▸ ASSIGNMENT
Copy every line of the following data that includes the string "info".
DATA Start Marker
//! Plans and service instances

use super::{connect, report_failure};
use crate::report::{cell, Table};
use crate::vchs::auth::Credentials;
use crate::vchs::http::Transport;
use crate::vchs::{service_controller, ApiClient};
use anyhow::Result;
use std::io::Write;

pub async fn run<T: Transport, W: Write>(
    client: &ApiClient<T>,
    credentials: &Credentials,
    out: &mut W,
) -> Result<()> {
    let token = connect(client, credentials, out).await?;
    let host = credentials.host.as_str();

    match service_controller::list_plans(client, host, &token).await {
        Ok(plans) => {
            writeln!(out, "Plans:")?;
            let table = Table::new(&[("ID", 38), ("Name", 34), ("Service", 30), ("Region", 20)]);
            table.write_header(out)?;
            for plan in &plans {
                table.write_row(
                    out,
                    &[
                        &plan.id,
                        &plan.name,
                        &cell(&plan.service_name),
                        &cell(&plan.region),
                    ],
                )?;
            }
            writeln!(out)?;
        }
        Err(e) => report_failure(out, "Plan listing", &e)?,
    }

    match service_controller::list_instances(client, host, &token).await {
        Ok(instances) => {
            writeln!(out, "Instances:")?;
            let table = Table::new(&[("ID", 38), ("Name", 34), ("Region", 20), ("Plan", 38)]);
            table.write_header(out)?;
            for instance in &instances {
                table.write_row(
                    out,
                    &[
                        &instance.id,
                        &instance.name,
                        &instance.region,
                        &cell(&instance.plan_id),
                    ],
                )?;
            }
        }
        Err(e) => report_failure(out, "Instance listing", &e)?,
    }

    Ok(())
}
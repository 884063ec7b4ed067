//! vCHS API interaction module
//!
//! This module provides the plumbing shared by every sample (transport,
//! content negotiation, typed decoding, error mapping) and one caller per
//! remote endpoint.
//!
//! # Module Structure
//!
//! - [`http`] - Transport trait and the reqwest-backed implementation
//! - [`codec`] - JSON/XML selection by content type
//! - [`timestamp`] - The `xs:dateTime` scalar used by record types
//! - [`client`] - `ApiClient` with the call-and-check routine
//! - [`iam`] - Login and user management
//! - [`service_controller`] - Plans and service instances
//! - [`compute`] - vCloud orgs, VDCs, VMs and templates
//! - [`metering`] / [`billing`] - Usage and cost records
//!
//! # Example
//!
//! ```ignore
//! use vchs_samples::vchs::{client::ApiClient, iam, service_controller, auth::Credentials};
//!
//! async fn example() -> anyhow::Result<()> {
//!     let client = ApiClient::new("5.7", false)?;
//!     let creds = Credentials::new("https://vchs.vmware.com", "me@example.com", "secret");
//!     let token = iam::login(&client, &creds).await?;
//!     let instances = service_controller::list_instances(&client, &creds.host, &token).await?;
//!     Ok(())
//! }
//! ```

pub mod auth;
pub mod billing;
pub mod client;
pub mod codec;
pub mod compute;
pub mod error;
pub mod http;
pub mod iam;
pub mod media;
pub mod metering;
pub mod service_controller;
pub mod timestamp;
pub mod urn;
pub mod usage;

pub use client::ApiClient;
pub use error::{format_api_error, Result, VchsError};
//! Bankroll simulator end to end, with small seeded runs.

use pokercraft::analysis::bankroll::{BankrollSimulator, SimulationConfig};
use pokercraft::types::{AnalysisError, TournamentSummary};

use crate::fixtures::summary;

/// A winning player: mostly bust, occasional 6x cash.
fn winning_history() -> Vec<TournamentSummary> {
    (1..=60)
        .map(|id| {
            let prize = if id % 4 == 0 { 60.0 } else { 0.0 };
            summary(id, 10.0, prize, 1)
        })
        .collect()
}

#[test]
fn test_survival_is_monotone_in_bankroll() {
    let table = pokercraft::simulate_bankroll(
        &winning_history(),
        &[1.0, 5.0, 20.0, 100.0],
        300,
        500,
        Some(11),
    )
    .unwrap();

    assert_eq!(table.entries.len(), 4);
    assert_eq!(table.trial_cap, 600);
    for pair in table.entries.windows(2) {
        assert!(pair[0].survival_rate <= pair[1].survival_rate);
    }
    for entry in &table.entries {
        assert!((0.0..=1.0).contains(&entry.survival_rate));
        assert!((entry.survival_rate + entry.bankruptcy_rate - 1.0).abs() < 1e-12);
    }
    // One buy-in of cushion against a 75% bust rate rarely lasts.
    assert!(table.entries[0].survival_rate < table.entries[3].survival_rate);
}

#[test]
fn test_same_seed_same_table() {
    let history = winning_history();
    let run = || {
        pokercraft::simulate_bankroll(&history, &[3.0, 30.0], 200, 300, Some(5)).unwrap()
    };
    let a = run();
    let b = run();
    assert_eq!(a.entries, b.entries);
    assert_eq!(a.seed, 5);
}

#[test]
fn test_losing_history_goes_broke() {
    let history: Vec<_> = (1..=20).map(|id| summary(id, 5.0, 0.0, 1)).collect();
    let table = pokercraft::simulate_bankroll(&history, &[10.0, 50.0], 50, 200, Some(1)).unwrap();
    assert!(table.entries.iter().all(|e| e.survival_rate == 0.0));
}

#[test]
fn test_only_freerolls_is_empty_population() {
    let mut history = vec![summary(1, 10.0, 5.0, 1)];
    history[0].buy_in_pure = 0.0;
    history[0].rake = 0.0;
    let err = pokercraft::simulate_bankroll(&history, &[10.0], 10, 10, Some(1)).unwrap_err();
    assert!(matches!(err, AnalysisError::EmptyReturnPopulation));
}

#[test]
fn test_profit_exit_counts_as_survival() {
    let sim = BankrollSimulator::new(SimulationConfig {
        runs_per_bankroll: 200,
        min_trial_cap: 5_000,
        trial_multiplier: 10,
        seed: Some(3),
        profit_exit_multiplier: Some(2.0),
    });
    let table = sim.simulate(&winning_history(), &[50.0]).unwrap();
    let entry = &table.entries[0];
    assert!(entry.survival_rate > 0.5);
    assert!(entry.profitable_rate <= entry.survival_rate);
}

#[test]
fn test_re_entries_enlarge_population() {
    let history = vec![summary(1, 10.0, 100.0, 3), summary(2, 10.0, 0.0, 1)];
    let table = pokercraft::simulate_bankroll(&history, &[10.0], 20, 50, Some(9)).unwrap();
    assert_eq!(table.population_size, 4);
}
DATA End Marker
DATA Start Marker
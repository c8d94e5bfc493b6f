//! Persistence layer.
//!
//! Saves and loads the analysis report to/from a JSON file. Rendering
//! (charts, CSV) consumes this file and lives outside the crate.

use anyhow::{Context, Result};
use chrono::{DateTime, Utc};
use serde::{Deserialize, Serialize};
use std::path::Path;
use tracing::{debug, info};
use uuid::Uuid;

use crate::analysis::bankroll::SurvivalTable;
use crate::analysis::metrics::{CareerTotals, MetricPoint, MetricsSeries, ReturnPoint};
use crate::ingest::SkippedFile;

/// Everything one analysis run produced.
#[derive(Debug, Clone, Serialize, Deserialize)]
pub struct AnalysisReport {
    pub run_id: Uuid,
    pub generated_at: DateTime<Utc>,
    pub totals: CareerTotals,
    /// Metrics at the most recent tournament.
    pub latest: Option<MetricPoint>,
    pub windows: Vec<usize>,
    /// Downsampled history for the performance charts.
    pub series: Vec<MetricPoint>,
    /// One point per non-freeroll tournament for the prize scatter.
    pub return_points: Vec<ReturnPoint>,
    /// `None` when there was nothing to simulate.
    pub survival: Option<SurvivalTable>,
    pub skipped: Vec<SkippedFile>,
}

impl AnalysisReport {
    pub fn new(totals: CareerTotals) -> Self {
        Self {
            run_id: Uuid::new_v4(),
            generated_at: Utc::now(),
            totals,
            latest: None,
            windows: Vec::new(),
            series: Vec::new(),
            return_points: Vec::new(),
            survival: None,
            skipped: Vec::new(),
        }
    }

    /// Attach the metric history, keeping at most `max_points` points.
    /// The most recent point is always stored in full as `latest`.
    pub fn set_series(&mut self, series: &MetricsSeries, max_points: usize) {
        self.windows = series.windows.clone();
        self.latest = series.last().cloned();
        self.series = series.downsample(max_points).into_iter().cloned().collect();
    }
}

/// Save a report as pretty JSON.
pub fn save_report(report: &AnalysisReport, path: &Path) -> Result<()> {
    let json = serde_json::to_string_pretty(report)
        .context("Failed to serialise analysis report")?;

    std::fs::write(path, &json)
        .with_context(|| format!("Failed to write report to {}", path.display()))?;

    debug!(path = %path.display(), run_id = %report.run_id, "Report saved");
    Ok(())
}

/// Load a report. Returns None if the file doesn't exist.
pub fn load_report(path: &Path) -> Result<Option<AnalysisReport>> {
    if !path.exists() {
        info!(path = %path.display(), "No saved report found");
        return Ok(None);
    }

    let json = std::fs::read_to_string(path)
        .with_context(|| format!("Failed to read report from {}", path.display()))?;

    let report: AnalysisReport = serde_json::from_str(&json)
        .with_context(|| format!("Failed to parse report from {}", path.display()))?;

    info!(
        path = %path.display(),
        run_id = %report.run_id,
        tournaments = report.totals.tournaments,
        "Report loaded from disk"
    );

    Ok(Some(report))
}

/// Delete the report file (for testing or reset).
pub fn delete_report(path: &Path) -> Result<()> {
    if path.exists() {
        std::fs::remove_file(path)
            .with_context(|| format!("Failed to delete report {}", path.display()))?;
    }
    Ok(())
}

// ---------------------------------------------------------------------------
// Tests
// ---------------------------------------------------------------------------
DATA End Marker
DATA Start Marker
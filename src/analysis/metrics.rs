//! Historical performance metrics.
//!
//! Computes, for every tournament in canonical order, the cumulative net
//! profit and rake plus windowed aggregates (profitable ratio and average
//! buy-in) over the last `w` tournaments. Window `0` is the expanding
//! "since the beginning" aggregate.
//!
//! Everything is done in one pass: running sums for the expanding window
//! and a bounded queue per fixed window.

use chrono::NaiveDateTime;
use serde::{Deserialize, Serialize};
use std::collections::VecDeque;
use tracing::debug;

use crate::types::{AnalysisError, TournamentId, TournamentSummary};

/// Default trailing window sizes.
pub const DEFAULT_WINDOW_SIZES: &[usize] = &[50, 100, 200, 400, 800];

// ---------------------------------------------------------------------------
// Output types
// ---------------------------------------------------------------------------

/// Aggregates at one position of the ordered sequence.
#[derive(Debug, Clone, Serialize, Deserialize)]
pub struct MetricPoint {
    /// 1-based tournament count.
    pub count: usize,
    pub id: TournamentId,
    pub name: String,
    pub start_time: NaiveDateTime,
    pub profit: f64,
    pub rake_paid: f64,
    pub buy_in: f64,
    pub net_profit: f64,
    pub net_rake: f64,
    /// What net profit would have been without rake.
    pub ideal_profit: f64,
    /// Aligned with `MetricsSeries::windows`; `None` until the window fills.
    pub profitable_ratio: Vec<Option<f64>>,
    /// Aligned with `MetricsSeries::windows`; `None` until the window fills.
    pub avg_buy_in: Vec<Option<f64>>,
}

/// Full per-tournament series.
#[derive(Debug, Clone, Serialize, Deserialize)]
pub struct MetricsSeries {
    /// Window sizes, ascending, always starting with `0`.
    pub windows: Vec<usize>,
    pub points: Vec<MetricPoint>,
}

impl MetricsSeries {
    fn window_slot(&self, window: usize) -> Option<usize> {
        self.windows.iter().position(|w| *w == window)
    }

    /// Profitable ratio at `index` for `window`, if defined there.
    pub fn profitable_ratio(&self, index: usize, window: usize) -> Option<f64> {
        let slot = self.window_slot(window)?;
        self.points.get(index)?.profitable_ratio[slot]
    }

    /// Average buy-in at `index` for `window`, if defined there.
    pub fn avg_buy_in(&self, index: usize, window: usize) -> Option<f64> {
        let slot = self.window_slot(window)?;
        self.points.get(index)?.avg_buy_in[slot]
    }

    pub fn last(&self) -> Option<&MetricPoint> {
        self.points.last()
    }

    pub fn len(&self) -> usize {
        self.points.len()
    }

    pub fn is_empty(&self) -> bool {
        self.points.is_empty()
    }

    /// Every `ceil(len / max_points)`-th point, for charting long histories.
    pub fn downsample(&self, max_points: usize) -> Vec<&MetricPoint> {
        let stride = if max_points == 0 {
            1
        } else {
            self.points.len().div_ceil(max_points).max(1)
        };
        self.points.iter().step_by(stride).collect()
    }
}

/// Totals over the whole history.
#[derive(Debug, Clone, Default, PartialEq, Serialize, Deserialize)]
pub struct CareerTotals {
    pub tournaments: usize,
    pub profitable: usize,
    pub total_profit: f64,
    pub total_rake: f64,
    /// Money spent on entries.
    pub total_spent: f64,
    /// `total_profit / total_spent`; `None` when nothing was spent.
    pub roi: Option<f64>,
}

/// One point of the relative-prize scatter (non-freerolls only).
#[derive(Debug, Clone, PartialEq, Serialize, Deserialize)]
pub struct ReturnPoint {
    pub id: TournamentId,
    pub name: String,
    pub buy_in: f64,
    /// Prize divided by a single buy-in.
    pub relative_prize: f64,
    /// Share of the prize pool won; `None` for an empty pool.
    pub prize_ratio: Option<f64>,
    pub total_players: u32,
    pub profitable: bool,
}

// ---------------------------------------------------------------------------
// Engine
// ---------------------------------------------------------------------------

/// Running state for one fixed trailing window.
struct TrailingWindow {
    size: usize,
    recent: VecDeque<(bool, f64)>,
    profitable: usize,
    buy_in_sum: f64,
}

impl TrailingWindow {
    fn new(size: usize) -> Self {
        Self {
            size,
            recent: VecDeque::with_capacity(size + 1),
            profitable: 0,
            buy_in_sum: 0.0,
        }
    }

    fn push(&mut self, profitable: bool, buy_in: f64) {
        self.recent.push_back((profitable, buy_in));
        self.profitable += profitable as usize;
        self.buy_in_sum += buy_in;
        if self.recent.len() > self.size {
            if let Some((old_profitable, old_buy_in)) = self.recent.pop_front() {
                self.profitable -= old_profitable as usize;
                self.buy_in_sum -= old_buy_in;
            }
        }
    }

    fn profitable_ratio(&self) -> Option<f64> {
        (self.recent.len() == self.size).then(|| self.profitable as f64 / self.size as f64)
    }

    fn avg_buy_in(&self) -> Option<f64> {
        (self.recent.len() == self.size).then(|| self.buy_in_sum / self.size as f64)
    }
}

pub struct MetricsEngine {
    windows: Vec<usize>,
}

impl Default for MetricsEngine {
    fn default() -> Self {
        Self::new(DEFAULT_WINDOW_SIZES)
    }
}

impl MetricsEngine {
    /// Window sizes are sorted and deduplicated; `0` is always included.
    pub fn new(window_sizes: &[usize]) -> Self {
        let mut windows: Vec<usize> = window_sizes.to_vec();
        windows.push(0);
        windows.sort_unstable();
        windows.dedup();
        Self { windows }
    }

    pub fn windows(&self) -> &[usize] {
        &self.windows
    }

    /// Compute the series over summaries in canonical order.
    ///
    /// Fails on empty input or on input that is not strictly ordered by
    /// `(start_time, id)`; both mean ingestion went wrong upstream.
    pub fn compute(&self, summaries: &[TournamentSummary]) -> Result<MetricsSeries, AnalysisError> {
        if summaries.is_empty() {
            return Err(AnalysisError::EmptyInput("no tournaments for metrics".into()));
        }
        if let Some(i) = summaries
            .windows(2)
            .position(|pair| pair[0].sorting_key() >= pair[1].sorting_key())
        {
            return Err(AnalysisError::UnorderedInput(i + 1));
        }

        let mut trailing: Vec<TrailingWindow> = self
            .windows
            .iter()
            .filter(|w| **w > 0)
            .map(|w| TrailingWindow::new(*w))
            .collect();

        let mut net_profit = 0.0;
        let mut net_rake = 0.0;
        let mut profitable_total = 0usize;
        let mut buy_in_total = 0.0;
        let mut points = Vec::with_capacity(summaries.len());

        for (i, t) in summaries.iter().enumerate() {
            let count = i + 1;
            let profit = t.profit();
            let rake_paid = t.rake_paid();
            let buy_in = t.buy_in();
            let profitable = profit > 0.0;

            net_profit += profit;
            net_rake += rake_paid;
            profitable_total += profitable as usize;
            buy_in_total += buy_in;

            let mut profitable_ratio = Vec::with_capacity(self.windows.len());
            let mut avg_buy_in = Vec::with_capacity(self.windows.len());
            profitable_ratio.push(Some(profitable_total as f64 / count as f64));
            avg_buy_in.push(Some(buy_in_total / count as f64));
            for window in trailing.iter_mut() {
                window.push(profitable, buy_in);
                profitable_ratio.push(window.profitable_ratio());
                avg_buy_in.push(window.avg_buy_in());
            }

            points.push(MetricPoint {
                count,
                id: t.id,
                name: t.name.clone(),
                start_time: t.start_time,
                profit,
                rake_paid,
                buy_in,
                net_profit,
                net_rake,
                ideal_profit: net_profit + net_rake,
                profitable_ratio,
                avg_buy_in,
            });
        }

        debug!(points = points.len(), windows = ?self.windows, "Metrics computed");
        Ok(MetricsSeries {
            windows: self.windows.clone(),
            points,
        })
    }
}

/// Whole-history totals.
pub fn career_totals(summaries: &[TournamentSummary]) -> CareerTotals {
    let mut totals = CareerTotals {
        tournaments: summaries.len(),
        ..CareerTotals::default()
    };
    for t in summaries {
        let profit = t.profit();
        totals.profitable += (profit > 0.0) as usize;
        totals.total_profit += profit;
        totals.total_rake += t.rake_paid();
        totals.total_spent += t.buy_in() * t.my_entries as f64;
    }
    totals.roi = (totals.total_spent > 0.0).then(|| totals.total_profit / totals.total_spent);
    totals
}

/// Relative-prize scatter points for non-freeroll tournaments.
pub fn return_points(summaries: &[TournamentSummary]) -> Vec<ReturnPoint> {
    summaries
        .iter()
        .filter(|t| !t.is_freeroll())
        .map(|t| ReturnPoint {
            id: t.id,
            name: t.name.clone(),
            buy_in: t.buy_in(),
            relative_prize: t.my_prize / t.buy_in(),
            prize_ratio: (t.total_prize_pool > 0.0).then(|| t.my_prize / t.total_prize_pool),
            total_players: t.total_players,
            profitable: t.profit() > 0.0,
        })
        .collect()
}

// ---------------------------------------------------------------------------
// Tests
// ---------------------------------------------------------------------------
DATA End Marker
▸ REPLY TO THE EXERCISE
use tracing::{debug, info};
        info!(path = %path.display(), "No saved report found");
    info!(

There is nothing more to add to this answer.